**ASSIGNMENT:**
In the following listing, find the lines containing "explanation" and report them.

**MATERIAL SHOWN:**
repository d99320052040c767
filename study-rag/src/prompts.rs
//! Fixed prompt templates.
//!
//! Templates are constants filled by plain placeholder substitution, so the
//! same inputs always produce the same prompt.

use crate::document::Chunk;
use crate::summarize::SummaryFormat;

/// Text returned instead of a generated answer when nothing was retrieved.
pub const INSUFFICIENT_CONTEXT_ANSWER: &str = "I couldn't find relevant information in your study \
    materials to answer this. Try adding more documents on this topic.";

pub(crate) const QA_TEMPLATE: &str = "You are a helpful tutoring assistant. Answer the student's \
question using ONLY the context provided below.

Rules:
1. If the answer is in the context, provide a clear explanation.
2. If the answer is NOT in the context, say \"I don't have enough information from your materials to answer this.\"
3. Keep answers concise but complete.
4. Refer to the context blocks by their markers, e.g. [1].

Context:
{context}

Question: {question}

Answer:";

pub(crate) const SUMMARY_BULLETS_TEMPLATE: &str = "Summarize the following study material as 5-7 \
bullet points. Each bullet starts with \"- \" and states one key idea.

Content:
{context}

Summary:";

pub(crate) const SUMMARY_SHORT_TEMPLATE: &str = "Summarize the following study material in 2-3 \
sentences covering only the most important ideas.

Content:
{context}

Summary:";

pub(crate) const SUMMARY_DETAILED_TEMPLATE: &str = "Write a comprehensive summary of the following \
study material as one or more well-structured paragraphs. Cover every major concept and how the \
concepts relate.

Content:
{context}

Summary:";

pub(crate) const SUMMARY_SIMPLIFIED_TEMPLATE: &str = "Explain the following study material as if \
to a 15 year old. Use simple words, short sentences and everyday examples.

Content:
{context}

Summary:";

pub(crate) const QUIZ_TEMPLATE: &str = "Generate exactly {count} multiple-choice questions from \
this content. Difficulty: {difficulty}.
{avoid}
Content:
{context}

IMPORTANT: Return ONLY valid JSON with no extra text. Every question has exactly four distinct \
options. Use this exact format:

{
  \"questions\": [
    {
      \"question\": \"What is X?\",
      \"options\": {\"A\": \"option 1\", \"B\": \"option 2\", \"C\": \"option 3\", \"D\": \"option 4\"},
      \"correct_answer\": \"A\",
      \"explanation\": \"Brief explanation\"
    }
  ]
}

JSON:";

pub(crate) const DEFINITIONS_TEMPLATE: &str = "Extract all key definitions and terms from this \
content.

Content:
{context}

Format each as two lines, with a blank line between entries:
Term: [term name]
Definition: [clear definition]

List:";

/// Fill `{name}` placeholders in `template` in a single pass.
///
/// Substituted values are never rescanned, and braces that do not enclose a
/// known name are copied through unchanged.
pub(crate) fn render(template: &str, values: &[(&str, &str)]) -> String {
    let mut out = String::with_capacity(template.len());
    let mut rest = template;
    while let Some(open) = rest.find('{') {
        out.push_str(&rest[..open]);
        let after = &rest[open + 1..];
        let known = after.find('}').and_then(|close| {
            let name = &after[..close];
            values.iter().find(|(n, _)| *n == name).map(|(_, value)| (close, *value))
        });
        match known {
            Some((close, value)) => {
                out.push_str(value);
                rest = &after[close + 1..];
            }
            None => {
                out.push('{');
                rest = after;
            }
        }
    }
    out.push_str(rest);
    out
}

pub(crate) fn summary_template(format: SummaryFormat) -> &'static str {
    match format {
        SummaryFormat::Bullets => SUMMARY_BULLETS_TEMPLATE,
        SummaryFormat::Short => SUMMARY_SHORT_TEMPLATE,
        SummaryFormat::Detailed => SUMMARY_DETAILED_TEMPLATE,
        SummaryFormat::Simplified => SUMMARY_SIMPLIFIED_TEMPLATE,
    }
}

/// Context assembled from whole chunks.
#[derive(Debug, Clone, PartialEq)]
pub(crate) struct PackedContext {
    pub text: String,
    /// How many leading chunks made it into `text`.
    pub chunk_count: usize,
}

/// Join chunk texts with blank lines, keeping only whole chunks that fit in
/// `char_budget` characters.
pub(crate) fn plain_context<'a>(
    chunks: impl IntoIterator<Item = &'a Chunk>,
    char_budget: usize,
) -> PackedContext {
    pack(chunks.into_iter().map(|c| c.text.trim().to_string()), char_budget)
}

/// Label each chunk with its citation marker and origin, keeping only whole
/// labelled chunks that fit in `char_budget` characters.
pub(crate) fn labelled_context<'a>(
    chunks: impl IntoIterator<Item = &'a Chunk>,
    char_budget: usize,
) -> PackedContext {
    let blocks = chunks.into_iter().enumerate().map(|(i, c)| {
        format!("[{}] (Source: {}, Page: {})\n{}", i + 1, c.source, c.page, c.text.trim())
    });
    pack(blocks, char_budget)
}

/// The first block is always kept, cut to the budget if it is too long.
fn pack(blocks: impl Iterator<Item = String>, char_budget: usize) -> PackedContext {
    let mut text = String::new();
    let mut used = 0;
    let mut chunk_count = 0;
    for block in blocks {
        let len = block.chars().count();
        if chunk_count == 0 {
            text = truncate_chars(&block, char_budget);
            used = len.min(char_budget);
            chunk_count = 1;
            continue;
        }
        if used + PARAGRAPH_BREAK.len() + len > char_budget {
            break;
        }
        text.push_str(PARAGRAPH_BREAK);
        text.push_str(&block);
        used += PARAGRAPH_BREAK.len() + len;
        chunk_count += 1;
    }
    PackedContext { text, chunk_count }
}

const PARAGRAPH_BREAK: &str = "\n\n";

pub(crate) fn truncate_chars(text: &str, max_chars: usize) -> String {
    match text.char_indices().nth(max_chars) {
        Some((byte, _)) => text[..byte].to_string(),
        None => text.to_string(),
    }
}
use chrono::{Duration as ChronoDuration, Utc};
use std::time::Duration;
use tickcorr_core::common::{Instrument, TimeWindow};
use tickcorr_core::market::error::AcquisitionError;
use tickcorr_core::market::port::{TickSession, TickSource};
use tickcorr_feed::binance::BinanceTickSource;

fn install_crypto() {
    // 重复安装会返回 Err，多个测试共享进程时忽略即可
    let _ = rustls::crypto::ring::default_provider().install_default();
}

/// # Summary
/// 数据源不可达时 connect 返回连接错误，而不是在抓取阶段才失败。
#[tokio::test]
async fn test_connect_unreachable_host() {
    install_crypto();
    let source = BinanceTickSource::new("http://127.0.0.1:9/", Duration::from_secs(2)).unwrap();

    let result = source.connect().await;

    assert!(matches!(result, Err(AcquisitionError::Connection(_))));
}

/// # Summary
/// Binance 真实抓取的集成测试（需要外网）。
///
/// # Logic
/// 1. 抓取 BTCUSDT 最近 10 秒的聚合成交。
/// 2. 断言结果在时间窗内且按时间排序。
#[tokio::test]
#[ignore = "requires network access to api.binance.com"]
async fn test_binance_real_fetch() -> anyhow::Result<()> {
    install_crypto();
    let source = BinanceTickSource::new("https://api.binance.com", Duration::from_secs(10))?;
    let to = Utc::now();
    let window = TimeWindow::new(to - ChronoDuration::seconds(10), to)?;

    let mut session = source.connect().await?;
    let series = session
        .fetch_ticks(&Instrument::new("BTCUSDT"), window)
        .await;
    session.close().await;

    let series = series?;
    println!("Fetched {} ticks for BTCUSDT", series.len());
    assert!(series.ticks().iter().all(|t| window.contains(t.timestamp)));
    assert!(series.ticks().windows(2).all(|w| w[0].timestamp <= w[1].timestamp));
    Ok(())
}
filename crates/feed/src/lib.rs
pub mod binance;
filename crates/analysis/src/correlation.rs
use tickcorr_core::analysis::entity::{CorrelationResult, CorrelationThresholds, ReturnsFrame};
use tickcorr_core::analysis::error::AnalysisError;
use tickcorr_core::common::Instrument;

/// # Summary
/// 计算两个标的百分比收益之间的 Pearson 相关系数并分类。
///
/// # Logic
/// 1. 定位两个标的的收益列，不存在则返回 `UnknownInstrument`。
/// 2. 行数少于 2 时返回 `InsufficientData`。
/// 3. 任一列为常数（方差为 0，或偏差平方下溢为 0）时系数无定义，返回 `ConstantSeries`。
/// 4. 以 `cov / sqrt(var_a * var_b)` 计算系数并截断到 `[-1, 1]`。
/// 5. 按阈值分类。
///
/// # Arguments
/// * `percent_returns`: 百分比收益表。
/// * `instrument_a`, `instrument_b`: 两个标的代码。
/// * `thresholds`: 分类阈值。
///
/// # Returns
/// 成功返回 `CorrelationResult`。
pub fn analyze(
    percent_returns: &ReturnsFrame,
    instrument_a: &str,
    instrument_b: &str,
    thresholds: &CorrelationThresholds,
) -> Result<CorrelationResult, AnalysisError> {
    let (a, xs) = lookup(percent_returns, instrument_a)?;
    let (b, ys) = lookup(percent_returns, instrument_b)?;

    let rows = percent_returns.len();
    if rows < 2 {
        return Err(AnalysisError::InsufficientData { rows });
    }
    for (instrument, column) in [(a, xs), (b, ys)] {
        if is_constant(column) {
            return Err(AnalysisError::ConstantSeries {
                instrument: instrument.symbol.clone(),
            });
        }
    }

    let coefficient = pearson(xs, ys).map_err(|column| {
        let instrument = match column {
            Column::A => a,
            Column::B => b,
        };
        AnalysisError::ConstantSeries {
            instrument: instrument.symbol.clone(),
        }
    })?;
    Ok(CorrelationResult {
        instrument_a: a.clone(),
        instrument_b: b.clone(),
        coefficient,
        sample_size: rows,
        classification: thresholds.classify(coefficient),
    })
}

fn lookup<'a>(
    frame: &'a ReturnsFrame,
    symbol: &str,
) -> Result<(&'a Instrument, &'a [f64]), AnalysisError> {
    let instrument = frame
        .instruments
        .iter()
        .find(|i| i.symbol == symbol)
        .ok_or_else(|| AnalysisError::UnknownInstrument(symbol.to_string()))?;
    let column = frame
        .column(symbol)
        .ok_or_else(|| AnalysisError::UnknownInstrument(symbol.to_string()))?;
    Ok((instrument, column))
}

fn is_constant(column: &[f64]) -> bool {
    column.windows(2).all(|w| w.first() == w.last())
}

/// 数值上退化的列
#[derive(Debug, PartialEq)]
enum Column {
    A,
    B,
}

// 调用方保证两列等长、至少 2 行且均非常数。
// 偏差平方下溢为 0 时系数不是有限数，返回方差较小的一列。
fn pearson(xs: &[f64], ys: &[f64]) -> Result<f64, Column> {
    let mean = |v: &[f64]| {
        let (n, sum) = v.iter().fold((0.0, 0.0), |(n, s), x| (n + 1.0, s + x));
        sum / n
    };
    let mean_x = mean(xs);
    let mean_y = mean(ys);

    let mut cov = 0.0;
    let mut var_x = 0.0;
    let mut var_y = 0.0;
    for (x, y) in xs.iter().zip(ys) {
        let dx = x - mean_x;
        let dy = y - mean_y;
        cov += dx * dy;
        var_x += dx * dx;
        var_y += dy * dy;
    }

    // sqrt(v * v) == v 精确成立，保证完全相同的两列得到恰好 1.0
    let raw = cov / (var_x * var_y).sqrt();
    if !raw.is_finite() {
        return Err(if var_x <= var_y { Column::A } else { Column::B });
    }
    Ok(raw.clamp(-1.0, 1.0))
}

**RESPONSE:**
1. If the answer is in the context, provide a clear explanation.
      \"explanation\": \"Brief explanation\"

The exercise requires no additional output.